PROVIDED DATA>
:::
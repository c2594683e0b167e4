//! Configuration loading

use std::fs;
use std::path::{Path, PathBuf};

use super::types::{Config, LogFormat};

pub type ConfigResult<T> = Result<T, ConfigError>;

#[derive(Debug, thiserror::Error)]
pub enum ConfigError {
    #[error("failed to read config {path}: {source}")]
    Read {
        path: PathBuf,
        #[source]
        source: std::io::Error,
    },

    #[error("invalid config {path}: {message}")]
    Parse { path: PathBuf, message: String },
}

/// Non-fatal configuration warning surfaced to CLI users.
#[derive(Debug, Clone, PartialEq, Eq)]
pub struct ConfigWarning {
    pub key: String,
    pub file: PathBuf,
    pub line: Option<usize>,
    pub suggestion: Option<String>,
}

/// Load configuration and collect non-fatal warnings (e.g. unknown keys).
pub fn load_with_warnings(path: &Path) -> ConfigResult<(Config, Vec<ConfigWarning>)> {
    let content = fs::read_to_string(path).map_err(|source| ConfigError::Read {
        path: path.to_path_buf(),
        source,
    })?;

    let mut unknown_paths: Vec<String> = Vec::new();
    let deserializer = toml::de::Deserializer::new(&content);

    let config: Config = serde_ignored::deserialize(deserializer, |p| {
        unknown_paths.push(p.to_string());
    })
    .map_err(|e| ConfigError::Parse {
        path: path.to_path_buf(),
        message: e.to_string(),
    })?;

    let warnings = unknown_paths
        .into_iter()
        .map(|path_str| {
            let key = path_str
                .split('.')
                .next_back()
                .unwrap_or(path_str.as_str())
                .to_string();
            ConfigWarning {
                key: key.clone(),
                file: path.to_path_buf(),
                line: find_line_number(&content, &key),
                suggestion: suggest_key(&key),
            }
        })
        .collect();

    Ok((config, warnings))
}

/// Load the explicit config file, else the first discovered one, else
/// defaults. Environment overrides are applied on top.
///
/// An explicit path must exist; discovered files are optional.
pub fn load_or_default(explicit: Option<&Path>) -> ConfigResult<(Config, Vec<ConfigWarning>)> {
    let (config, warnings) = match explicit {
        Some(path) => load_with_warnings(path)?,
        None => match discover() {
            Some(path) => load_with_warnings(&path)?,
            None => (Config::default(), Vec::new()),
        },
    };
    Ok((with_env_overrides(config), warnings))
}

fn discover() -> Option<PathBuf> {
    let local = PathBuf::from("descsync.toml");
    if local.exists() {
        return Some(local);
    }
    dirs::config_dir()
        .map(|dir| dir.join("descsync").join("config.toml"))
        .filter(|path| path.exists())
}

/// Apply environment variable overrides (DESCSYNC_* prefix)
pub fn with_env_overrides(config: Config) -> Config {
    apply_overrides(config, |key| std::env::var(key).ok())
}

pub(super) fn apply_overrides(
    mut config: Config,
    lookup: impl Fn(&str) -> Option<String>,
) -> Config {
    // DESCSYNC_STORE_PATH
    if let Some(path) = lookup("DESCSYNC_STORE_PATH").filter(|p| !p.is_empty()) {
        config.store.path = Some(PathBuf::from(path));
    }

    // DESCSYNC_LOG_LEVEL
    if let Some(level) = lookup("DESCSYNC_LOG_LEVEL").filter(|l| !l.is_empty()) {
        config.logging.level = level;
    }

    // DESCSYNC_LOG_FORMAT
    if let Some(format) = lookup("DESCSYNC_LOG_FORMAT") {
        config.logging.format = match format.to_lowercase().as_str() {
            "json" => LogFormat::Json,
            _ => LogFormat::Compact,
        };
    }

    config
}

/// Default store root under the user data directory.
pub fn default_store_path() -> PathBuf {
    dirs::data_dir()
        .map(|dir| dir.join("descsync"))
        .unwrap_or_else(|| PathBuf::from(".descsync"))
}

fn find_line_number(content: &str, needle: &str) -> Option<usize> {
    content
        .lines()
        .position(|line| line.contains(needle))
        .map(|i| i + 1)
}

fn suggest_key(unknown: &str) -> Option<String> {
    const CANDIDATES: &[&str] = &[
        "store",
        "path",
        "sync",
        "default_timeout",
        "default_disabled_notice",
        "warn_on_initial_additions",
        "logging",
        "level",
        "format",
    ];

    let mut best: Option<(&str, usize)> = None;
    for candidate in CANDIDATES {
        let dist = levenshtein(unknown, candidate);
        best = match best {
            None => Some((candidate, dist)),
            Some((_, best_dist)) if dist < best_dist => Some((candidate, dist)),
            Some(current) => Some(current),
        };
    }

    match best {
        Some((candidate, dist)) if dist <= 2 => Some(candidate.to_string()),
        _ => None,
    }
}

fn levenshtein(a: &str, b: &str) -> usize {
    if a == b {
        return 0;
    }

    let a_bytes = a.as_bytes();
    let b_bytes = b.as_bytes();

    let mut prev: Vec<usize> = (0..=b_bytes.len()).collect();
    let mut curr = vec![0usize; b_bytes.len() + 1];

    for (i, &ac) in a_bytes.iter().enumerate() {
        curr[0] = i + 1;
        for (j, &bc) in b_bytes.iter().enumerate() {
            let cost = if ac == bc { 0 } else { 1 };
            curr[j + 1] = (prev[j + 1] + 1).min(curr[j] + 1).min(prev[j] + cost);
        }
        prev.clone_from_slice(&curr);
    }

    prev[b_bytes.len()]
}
:::
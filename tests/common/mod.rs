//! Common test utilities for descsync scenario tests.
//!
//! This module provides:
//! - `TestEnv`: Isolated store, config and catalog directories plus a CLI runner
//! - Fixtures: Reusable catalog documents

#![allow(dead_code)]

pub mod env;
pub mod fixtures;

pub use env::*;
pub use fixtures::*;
:::
ACTIVITY> When the line with "repository c2594683e0b167e4" is reached in the data above, start copying there, and copy each line exactly until the line with "pub struct ConfigWarning" has been copied; copy nothing else.

ANSWER TO THE EXERCISE>
repository c2594683e0b167e4
//! Configuration loading

use std::fs;
use std::path::{Path, PathBuf};

use super::types::{Config, LogFormat};

pub type ConfigResult<T> = Result<T, ConfigError>;

#[derive(Debug, thiserror::Error)]
pub enum ConfigError {
    #[error("failed to read config {path}: {source}")]
    Read {
        path: PathBuf,
        #[source]
        source: std::io::Error,
    },

    #[error("invalid config {path}: {message}")]
    Parse { path: PathBuf, message: String },
}

/// Non-fatal configuration warning surfaced to CLI users.
#[derive(Debug, Clone, PartialEq, Eq)]
pub struct ConfigWarning {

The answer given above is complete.